Dataset entries
=== Begin Enclosure ===
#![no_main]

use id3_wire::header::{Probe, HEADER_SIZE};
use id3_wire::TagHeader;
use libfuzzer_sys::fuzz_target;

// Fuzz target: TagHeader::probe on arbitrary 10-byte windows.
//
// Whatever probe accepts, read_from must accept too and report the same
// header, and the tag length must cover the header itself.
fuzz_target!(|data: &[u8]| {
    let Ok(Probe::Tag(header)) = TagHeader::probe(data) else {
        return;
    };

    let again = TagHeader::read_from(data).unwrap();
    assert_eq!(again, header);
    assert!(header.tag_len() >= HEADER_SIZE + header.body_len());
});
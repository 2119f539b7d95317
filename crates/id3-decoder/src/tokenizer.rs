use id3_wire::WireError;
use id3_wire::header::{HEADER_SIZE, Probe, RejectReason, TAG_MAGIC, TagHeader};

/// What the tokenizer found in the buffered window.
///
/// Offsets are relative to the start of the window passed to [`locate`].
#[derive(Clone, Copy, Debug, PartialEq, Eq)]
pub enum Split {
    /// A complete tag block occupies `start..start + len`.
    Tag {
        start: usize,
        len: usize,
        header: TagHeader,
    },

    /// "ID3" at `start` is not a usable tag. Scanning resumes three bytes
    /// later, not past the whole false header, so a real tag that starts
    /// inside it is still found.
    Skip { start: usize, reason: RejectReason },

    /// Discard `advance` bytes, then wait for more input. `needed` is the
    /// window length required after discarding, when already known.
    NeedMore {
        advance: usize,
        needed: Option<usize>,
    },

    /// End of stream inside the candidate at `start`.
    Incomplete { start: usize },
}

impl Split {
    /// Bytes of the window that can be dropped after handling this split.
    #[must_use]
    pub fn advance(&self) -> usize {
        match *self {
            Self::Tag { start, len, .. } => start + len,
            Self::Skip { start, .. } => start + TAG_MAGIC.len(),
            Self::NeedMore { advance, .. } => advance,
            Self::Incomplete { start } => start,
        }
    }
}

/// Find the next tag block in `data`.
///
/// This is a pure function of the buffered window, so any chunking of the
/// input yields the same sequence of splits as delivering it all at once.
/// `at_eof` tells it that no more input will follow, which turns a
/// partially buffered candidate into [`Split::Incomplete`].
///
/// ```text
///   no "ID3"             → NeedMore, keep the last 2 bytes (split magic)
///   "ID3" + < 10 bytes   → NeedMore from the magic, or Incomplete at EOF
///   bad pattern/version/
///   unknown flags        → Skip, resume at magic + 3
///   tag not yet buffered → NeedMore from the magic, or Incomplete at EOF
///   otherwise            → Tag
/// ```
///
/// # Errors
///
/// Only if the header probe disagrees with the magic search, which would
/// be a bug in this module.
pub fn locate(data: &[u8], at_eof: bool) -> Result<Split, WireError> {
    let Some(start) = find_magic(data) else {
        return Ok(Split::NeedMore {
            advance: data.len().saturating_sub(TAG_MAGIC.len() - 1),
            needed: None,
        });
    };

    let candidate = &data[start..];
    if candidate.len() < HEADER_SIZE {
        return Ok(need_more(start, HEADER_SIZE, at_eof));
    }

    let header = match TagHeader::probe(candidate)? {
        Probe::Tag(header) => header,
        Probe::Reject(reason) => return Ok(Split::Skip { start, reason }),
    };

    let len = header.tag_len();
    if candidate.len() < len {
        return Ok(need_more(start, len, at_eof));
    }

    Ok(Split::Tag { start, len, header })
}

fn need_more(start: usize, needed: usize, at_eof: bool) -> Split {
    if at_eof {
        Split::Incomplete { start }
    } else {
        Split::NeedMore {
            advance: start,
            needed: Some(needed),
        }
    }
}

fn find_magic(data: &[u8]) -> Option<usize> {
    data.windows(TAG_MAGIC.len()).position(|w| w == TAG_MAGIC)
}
=== End Enclosure ===
=== Begin Enclosure ===
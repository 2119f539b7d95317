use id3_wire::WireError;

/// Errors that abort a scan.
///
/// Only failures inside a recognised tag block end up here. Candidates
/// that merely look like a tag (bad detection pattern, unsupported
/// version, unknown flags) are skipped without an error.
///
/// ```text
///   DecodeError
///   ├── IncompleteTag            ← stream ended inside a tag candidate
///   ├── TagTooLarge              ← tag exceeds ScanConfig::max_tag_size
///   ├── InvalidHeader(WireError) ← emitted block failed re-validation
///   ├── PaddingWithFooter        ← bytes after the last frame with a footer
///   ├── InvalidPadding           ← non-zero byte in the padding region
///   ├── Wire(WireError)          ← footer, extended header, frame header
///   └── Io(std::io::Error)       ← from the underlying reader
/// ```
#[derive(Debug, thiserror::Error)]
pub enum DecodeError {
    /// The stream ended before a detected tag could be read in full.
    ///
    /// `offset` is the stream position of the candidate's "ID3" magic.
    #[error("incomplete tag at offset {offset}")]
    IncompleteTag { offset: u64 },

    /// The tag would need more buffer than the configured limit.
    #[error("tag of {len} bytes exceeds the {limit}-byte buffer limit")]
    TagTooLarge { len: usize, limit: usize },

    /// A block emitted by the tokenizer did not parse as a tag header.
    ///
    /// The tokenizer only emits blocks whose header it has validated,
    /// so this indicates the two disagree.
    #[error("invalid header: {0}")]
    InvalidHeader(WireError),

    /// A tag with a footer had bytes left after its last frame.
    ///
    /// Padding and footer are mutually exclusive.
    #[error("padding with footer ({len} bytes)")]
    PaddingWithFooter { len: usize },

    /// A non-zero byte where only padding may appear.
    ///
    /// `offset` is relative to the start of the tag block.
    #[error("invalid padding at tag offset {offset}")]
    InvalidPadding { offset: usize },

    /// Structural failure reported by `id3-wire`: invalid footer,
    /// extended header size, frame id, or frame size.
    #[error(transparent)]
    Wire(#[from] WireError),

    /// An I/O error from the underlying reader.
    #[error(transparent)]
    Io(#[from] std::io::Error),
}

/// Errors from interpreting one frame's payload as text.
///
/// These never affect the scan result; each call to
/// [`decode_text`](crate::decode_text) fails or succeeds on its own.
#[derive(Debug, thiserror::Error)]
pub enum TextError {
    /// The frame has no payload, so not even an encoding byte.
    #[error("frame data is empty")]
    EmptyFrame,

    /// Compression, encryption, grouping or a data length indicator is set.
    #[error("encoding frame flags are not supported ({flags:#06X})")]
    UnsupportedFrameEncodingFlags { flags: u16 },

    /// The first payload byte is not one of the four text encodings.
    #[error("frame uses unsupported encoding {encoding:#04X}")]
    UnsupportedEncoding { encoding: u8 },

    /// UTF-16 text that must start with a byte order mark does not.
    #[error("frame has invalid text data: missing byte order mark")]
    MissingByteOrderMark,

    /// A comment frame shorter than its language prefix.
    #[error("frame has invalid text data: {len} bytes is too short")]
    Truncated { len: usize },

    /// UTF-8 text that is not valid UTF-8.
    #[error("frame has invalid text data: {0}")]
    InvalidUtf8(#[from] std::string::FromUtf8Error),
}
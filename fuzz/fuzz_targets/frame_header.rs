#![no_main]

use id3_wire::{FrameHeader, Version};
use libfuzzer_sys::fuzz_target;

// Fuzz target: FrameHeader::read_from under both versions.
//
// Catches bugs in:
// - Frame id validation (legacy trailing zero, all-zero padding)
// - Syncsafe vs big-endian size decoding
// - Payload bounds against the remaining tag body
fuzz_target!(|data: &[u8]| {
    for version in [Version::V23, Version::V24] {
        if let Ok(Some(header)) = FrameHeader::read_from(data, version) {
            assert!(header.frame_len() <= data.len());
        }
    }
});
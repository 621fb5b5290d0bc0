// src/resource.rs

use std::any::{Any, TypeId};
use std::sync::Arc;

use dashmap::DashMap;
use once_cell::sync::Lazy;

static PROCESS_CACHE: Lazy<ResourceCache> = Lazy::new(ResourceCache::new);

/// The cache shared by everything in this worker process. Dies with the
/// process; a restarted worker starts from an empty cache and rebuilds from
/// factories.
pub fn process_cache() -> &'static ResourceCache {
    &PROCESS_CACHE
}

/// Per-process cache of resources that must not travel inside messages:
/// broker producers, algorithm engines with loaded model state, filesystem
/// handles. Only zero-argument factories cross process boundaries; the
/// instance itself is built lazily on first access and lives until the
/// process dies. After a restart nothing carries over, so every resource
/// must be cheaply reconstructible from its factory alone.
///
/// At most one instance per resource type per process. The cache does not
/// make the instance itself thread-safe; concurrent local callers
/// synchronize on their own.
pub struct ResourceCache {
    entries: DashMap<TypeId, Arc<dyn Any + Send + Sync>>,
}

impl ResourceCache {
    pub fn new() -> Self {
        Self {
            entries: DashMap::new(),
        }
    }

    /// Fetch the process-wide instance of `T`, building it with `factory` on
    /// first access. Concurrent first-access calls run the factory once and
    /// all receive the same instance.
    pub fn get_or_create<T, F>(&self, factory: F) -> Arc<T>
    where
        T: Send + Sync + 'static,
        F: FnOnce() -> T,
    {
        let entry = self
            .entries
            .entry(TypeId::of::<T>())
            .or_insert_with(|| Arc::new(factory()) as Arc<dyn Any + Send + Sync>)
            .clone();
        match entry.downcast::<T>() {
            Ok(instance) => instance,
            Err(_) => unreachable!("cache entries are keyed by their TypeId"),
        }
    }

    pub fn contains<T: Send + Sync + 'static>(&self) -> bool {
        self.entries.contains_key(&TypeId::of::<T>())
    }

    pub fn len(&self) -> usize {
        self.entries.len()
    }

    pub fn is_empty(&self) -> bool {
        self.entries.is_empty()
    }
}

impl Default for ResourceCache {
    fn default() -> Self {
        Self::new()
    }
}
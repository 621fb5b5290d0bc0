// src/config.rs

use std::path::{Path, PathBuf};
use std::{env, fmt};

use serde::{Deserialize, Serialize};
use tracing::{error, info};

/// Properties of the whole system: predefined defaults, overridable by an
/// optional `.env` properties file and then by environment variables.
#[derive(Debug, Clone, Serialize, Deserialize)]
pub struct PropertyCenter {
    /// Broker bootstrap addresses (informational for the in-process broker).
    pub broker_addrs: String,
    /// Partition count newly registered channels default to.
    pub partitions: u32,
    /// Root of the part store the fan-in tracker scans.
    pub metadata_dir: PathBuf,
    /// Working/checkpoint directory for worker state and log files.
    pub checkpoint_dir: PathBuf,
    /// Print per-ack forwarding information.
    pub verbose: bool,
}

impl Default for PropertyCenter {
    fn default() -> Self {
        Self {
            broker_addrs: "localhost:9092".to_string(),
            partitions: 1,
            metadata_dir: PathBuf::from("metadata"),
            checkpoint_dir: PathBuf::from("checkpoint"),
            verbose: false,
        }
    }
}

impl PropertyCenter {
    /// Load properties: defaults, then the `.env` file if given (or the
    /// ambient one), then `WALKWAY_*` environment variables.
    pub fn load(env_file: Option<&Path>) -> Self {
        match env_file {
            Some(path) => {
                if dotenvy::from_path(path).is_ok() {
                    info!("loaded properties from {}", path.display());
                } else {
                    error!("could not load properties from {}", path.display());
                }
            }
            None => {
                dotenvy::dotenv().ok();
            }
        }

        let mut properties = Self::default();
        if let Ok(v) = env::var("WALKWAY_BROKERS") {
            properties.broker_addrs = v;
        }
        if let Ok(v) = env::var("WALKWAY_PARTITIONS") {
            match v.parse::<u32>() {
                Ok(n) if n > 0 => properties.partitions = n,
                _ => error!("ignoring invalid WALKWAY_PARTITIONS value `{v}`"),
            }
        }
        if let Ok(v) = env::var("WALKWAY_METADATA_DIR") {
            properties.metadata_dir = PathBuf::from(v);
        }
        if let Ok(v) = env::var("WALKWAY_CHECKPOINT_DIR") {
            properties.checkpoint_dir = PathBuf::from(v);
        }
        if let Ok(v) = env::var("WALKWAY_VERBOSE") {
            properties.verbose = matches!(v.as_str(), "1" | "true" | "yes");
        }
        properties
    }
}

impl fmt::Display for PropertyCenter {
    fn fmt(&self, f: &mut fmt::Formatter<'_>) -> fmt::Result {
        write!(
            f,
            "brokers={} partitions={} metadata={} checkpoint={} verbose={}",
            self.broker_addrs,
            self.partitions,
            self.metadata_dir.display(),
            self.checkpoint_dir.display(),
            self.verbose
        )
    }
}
=== End Enclosure ===
Problem statement | Return word for word the lines above from the line with "pub fn locate(data: &[u8], at_eof: bool)" to the line with "let header = match", including both and leaving out all others.

Result |
pub fn locate(data: &[u8], at_eof: bool) -> Result<Split, WireError> {
    let Some(start) = find_magic(data) else {
        return Ok(Split::NeedMore {
            advance: data.len().saturating_sub(TAG_MAGIC.len() - 1),
            needed: None,
        });
    };

    let candidate = &data[start..];
    if candidate.len() < HEADER_SIZE {
        return Ok(need_more(start, HEADER_SIZE, at_eof));
    }

    let header = match TagHeader::probe(candidate)? {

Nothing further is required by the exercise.